Ponte dei Dai, sul Rio de le Procuratie. Calle dei Fabbri – Sotoportico dei Dai

Ponte in pietra; struttura in mattoni e pietre, spalette o bande in ferro a losanghe sovrapposte. Su un fianco del ponte, al centro dell’arco, tre stemmi in pietra di Provveditori di Comun, sull’altro fianco resti di un leone marciano scalpellato. (1)

Il Ponte dei Dai, situato tra il sottoportico omonimo e la Calle dei Fabbri, vicino alla Piazza di San Marco, è per una vecchia tradizione, nata nel Quattrocento, legato alla famosa congiura di Bajamonte Tiepolo che in accordo con i Querini, i Doro, i Barozzi, i Baseggio cercò di abbattere il potere oligarchico sotto il doge Piero Gradenigo.

Del mille tresento e diese – A mezzo del mese de le Cerese – Baiamonte passò el Ponte – et per esso fo fato Consegio de Diese“. Difatti nella notte del 14 giugno 1310 i congiurati, passato il ponte di Rialto, allora in legno, si divesero a San Salvatore in due schiere: la prima guidata da Baiamonte stesso prese per le Mercerie, la seconda sotto il comando di sier Marco Querini si avviò per l’attuale Ponte de Lovo, la Calle dei Fabbri, il Ponte dei Dai verso la Piazza di San Marco dove, riunite le schiere, si doveva dare l’assalto al Palazzo Ducale.

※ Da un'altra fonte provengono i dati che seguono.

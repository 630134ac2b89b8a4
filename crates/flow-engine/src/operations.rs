//! Single-step mutation commands and their application to flow versions
//!
//! Every command produces a new `FlowVersion`; the input value is never
//! modified. Commands are the unit the editor's copy/paste/delete planners
//! emit, and batches are replayed strictly in order.

use serde::{Deserialize, Serialize};

use crate::error::{FlowError, Result};
use crate::navigation::{all_step_names, get_all_steps, get_step, is_child_of};
use crate::types::{FlowVersion, Step, StepKind, StepName};

/// Where a step is inserted relative to its parent
#[derive(Debug, Clone, Copy, PartialEq, Eq, Hash, Serialize, Deserialize)]
#[serde(rename_all = "SCREAMING_SNAKE_CASE")]
pub enum StepPosition {
    /// As the parent's successor (the old successor follows the new step)
    After,
    /// As the head of the parent loop's body
    InsideLoop,
    /// As the head of one of the parent router's branches
    InsideBranch,
}

/// A single structural mutation
#[derive(Debug, Clone, PartialEq, Serialize, Deserialize)]
#[serde(tag = "type", rename_all = "SCREAMING_SNAKE_CASE")]
pub enum FlowOperation {
    /// Insert a step (and any chain hanging off it) at a location
    #[serde(rename_all = "camelCase")]
    AddAction {
        parent_step: StepName,
        position: StepPosition,
        #[serde(default, skip_serializing_if = "Option::is_none")]
        branch_index: Option<usize>,
        action: Step,
    },
    /// Remove a step together with its branches, loop body and successor chain
    #[serde(rename_all = "camelCase")]
    DeleteAction { name: StepName },
    /// Relocate a step with its branches or loop body; its successor takes its old place
    #[serde(rename_all = "camelCase")]
    MoveAction {
        name: StepName,
        new_parent_step: StepName,
        position: StepPosition,
        #[serde(default, skip_serializing_if = "Option::is_none")]
        branch_index: Option<usize>,
    },
}

impl FlowOperation {
    /// Add `action` as the successor of `parent`
    pub fn add_after(parent: impl Into<String>, action: Step) -> Self {
        Self::AddAction {
            parent_step: parent.into(),
            position: StepPosition::After,
            branch_index: None,
            action,
        }
    }

    /// Add `action` as the head of the body of loop `parent`
    pub fn add_inside_loop(parent: impl Into<String>, action: Step) -> Self {
        Self::AddAction {
            parent_step: parent.into(),
            position: StepPosition::InsideLoop,
            branch_index: None,
            action,
        }
    }

    /// Add `action` as the head of branch `branch_index` of router `parent`
    pub fn add_inside_branch(parent: impl Into<String>, branch_index: usize, action: Step) -> Self {
        Self::AddAction {
            parent_step: parent.into(),
            position: StepPosition::InsideBranch,
            branch_index: Some(branch_index),
            action,
        }
    }

    /// Delete the named step and everything it owns
    pub fn delete(name: impl Into<String>) -> Self {
        Self::DeleteAction { name: name.into() }
    }

    /// Short label for logs
    pub fn label(&self) -> &'static str {
        match self {
            Self::AddAction { .. } => "add",
            Self::DeleteAction { .. } => "delete",
            Self::MoveAction { .. } => "move",
        }
    }
}

/// Result of replaying a batch of operations
#[derive(Debug)]
pub struct BatchOutcome {
    /// The flow after every operation that succeeded
    pub flow: FlowVersion,
    /// Index and error of every operation that failed
    pub failures: Vec<(usize, FlowError)>,
}

impl BatchOutcome {
    pub fn is_complete(&self) -> bool {
        self.failures.is_empty()
    }
}

/// Apply one operation, returning the new flow version
pub fn apply_operation(flow: &FlowVersion, operation: &FlowOperation) -> Result<FlowVersion> {
    let mut next = flow.clone();
    match operation {
        FlowOperation::AddAction {
            parent_step,
            position,
            branch_index,
            action,
        } => add_action(&mut next.trigger, parent_step, *position, *branch_index, action.clone())?,
        FlowOperation::DeleteAction { name } => delete_action(&mut next.trigger, name)?,
        FlowOperation::MoveAction {
            name,
            new_parent_step,
            position,
            branch_index,
        } => move_action(&mut next.trigger, name, new_parent_step, *position, *branch_index)?,
    }
    Ok(next)
}

/// Apply operations one by one, continuing past failures.
///
/// Earlier operations stay applied when a later one fails; the failures are
/// reported in the outcome so the caller can decide what to do next.
pub fn apply_operations(flow: &FlowVersion, operations: &[FlowOperation]) -> BatchOutcome {
    let mut current = flow.clone();
    let mut failures = Vec::new();
    for (index, operation) in operations.iter().enumerate() {
        match apply_operation(&current, operation) {
            Ok(next) => current = next,
            Err(e) => {
                log::warn!(
                    "Operation {} ({}) failed on flow '{}': {}",
                    index,
                    operation.label(),
                    flow.id,
                    e
                );
                failures.push((index, e));
            }
        }
    }
    BatchOutcome {
        flow: current,
        failures,
    }
}

fn add_action(
    root: &mut Step,
    parent_step: &str,
    position: StepPosition,
    branch_index: Option<usize>,
    action: Step,
) -> Result<()> {
    let existing = all_step_names(root);
    let mut incoming = std::collections::HashSet::new();
    for step in get_all_steps(&action) {
        if step.is_trigger() {
            return Err(FlowError::invalid_operation(format!(
                "cannot add trigger '{}' as an action",
                step.name
            )));
        }
        if existing.contains(&step.name) || !incoming.insert(step.name.as_str()) {
            return Err(FlowError::invalid_operation(format!(
                "step name '{}' is already used",
                step.name
            )));
        }
    }

    let parent = get_step_mut(root, parent_step).ok_or_else(|| FlowError::not_found(parent_step))?;
    log::debug!(
        "Adding '{}' {:?} '{}'",
        action.name,
        position,
        parent.name
    );
    insert_at(parent, position, branch_index, action)
}

fn delete_action(root: &mut Step, name: &str) -> Result<()> {
    if root.name == name {
        return Err(FlowError::invalid_operation("the trigger cannot be deleted"));
    }
    let slot = owning_slot_mut(root, name).ok_or_else(|| FlowError::not_found(name))?;
    if let Some(removed) = slot.take() {
        log::debug!(
            "Deleted '{}' and {} owned steps",
            removed.name,
            get_all_steps(&removed).len() - 1
        );
    }
    Ok(())
}

fn move_action(
    root: &mut Step,
    name: &str,
    new_parent_step: &str,
    position: StepPosition,
    branch_index: Option<usize>,
) -> Result<()> {
    if root.name == name {
        return Err(FlowError::invalid_operation("the trigger cannot be moved"));
    }
    let moving = get_step(root, name).ok_or_else(|| FlowError::not_found(name))?;
    if get_step(root, new_parent_step).is_none() {
        return Err(FlowError::not_found(new_parent_step));
    }
    if new_parent_step == name || is_child_of(moving, new_parent_step) {
        return Err(FlowError::invalid_operation(format!(
            "cannot move '{}' into its own subtree",
            name
        )));
    }

    let slot = owning_slot_mut(root, name).ok_or_else(|| FlowError::not_found(name))?;
    let Some(mut detached) = slot.take() else {
        return Err(FlowError::not_found(name));
    };
    *slot = detached.next_action.take();

    let parent = get_step_mut(root, new_parent_step)
        .ok_or_else(|| FlowError::not_found(new_parent_step))?;
    insert_at(parent, position, branch_index, *detached)
}

/// Insert `step` (with any chain hanging off it) into the slot selected by `position`.
///
/// The slot's previous occupant is appended after the inserted chain.
fn insert_at(
    parent: &mut Step,
    position: StepPosition,
    branch_index: Option<usize>,
    mut step: Step,
) -> Result<()> {
    let slot = match position {
        StepPosition::After => &mut parent.next_action,
        StepPosition::InsideLoop => match &mut parent.kind {
            StepKind::LoopOnItems { first_loop_action } => first_loop_action,
            other => {
                return Err(FlowError::invalid_operation(format!(
                    "'{}' is a {}, not a loop",
                    parent.name,
                    other.label()
                )))
            }
        },
        StepPosition::InsideBranch => match &mut parent.kind {
            StepKind::Router { branches } => {
                let count = branches.len();
                let index = branch_index.ok_or_else(|| {
                    FlowError::invalid_operation(format!(
                        "missing branch index for router '{}'",
                        parent.name
                    ))
                })?;
                match branches.get_mut(index) {
                    Some(branch) => &mut branch.first_action,
                    None => {
                        return Err(FlowError::invalid_operation(format!(
                            "branch {} out of range for router '{}' with {} branches",
                            index, parent.name, count
                        )))
                    }
                }
            }
            other => {
                return Err(FlowError::invalid_operation(format!(
                    "'{}' is a {}, not a router",
                    parent.name,
                    other.label()
                )))
            }
        },
    };

    if let Some(previous) = slot.take() {
        append_to_chain(&mut step, previous);
    }
    *slot = Some(Box::new(step));
    Ok(())
}

fn append_to_chain(step: &mut Step, tail: Box<Step>) {
    match &mut step.next_action {
        Some(next) => append_to_chain(next, tail),
        None => step.next_action = Some(tail),
    }
}

/// Mutable lookup by name
pub(crate) fn get_step_mut<'a>(step: &'a mut Step, name: &str) -> Option<&'a mut Step> {
    if step.name == name {
        return Some(step);
    }
    let Step {
        kind, next_action, ..
    } = step;
    match kind {
        StepKind::Router { branches } => {
            for branch in branches.iter_mut() {
                if let Some(head) = branch.first_action.as_deref_mut() {
                    if let Some(found) = get_step_mut(head, name) {
                        return Some(found);
                    }
                }
            }
        }
        StepKind::LoopOnItems { first_loop_action } => {
            if let Some(head) = first_loop_action.as_deref_mut() {
                if let Some(found) = get_step_mut(head, name) {
                    return Some(found);
                }
            }
        }
        StepKind::Trigger | StepKind::Action => {}
    }
    next_action
        .as_deref_mut()
        .and_then(|next| get_step_mut(next, name))
}

/// The edge (successor, branch or loop-body slot) that owns the named step
fn owning_slot_mut<'a>(step: &'a mut Step, name: &str) -> Option<&'a mut Option<Box<Step>>> {
    let Step {
        kind, next_action, ..
    } = step;
    match kind {
        StepKind::Router { branches } => {
            for branch in branches.iter_mut() {
                if let Some(found) = search_slot(&mut branch.first_action, name) {
                    return Some(found);
                }
            }
        }
        StepKind::LoopOnItems { first_loop_action } => {
            if let Some(found) = search_slot(first_loop_action, name) {
                return Some(found);
            }
        }
        StepKind::Trigger | StepKind::Action => {}
    }
    search_slot(next_action, name)
}

fn search_slot<'a>(
    slot: &'a mut Option<Box<Step>>,
    name: &str,
) -> Option<&'a mut Option<Box<Step>>> {
    if slot.as_ref().is_some_and(|step| step.name == name) {
        return Some(slot);
    }
    slot.as_deref_mut()
        .and_then(|step| owning_slot_mut(step, name))
}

La notte era terribile, una improvvisa bufera si era scatenata sulla città e le grida dei congiurati “libertà e mora el dose Gradenigo” erano soffocate dal fracasso del tuono, dal fischiare del vento, dalla pioggia che cadeva a dirotto. In piazza, sorpresa inaspettata, i ribelli trovarono in armi le truppe dogali: tremenda fu la lotta, ma alla fine Bajamonte venne respinto e prese la fuga, mentre la schiera di Marco Querini assalita con impeta al grido: “dai, dai!“, dalli dalli, fu respinta e al ponte che metteva in Calle dei Fabbri caddero uccisi il Querini e il figlio Benedetto.

Alcune cronache dicono che il grido persecutore rimanesse al ponte che si chiamò d’allora “Ponte dei Dai“, da qualcuno invece fu chiamato “del Malpasso“, ma questo ultimo nome lo troviamo settant’anni prima della congiura del Tiepolo, in un vecchio testamento di ca’ Michiel in cui è detto: “Pons Malpassi qual va in la calle de li Favri“.

Il Gallicciolli invece nelle sue “Memorie Venete antiche, profane ed ecclesiastiche” è di altro parere ed esprime l’opinione che il nome di Malpassi e quello dei Dai provengano da due famiglie che abitavano accanto al ponte e che dovevano per legge ever cura della sua manutenzione, e a conferma di questo suo parere afferma che nel 1242 una fanciulla Malpassi esisteva nella parrocchia di San Geminiano, da cui il ponte dipendeva, estinta qualche anno dopo, e più tardi una famiglia “da Dio” o Dadi dalla quale era venuta l’altra denominazione.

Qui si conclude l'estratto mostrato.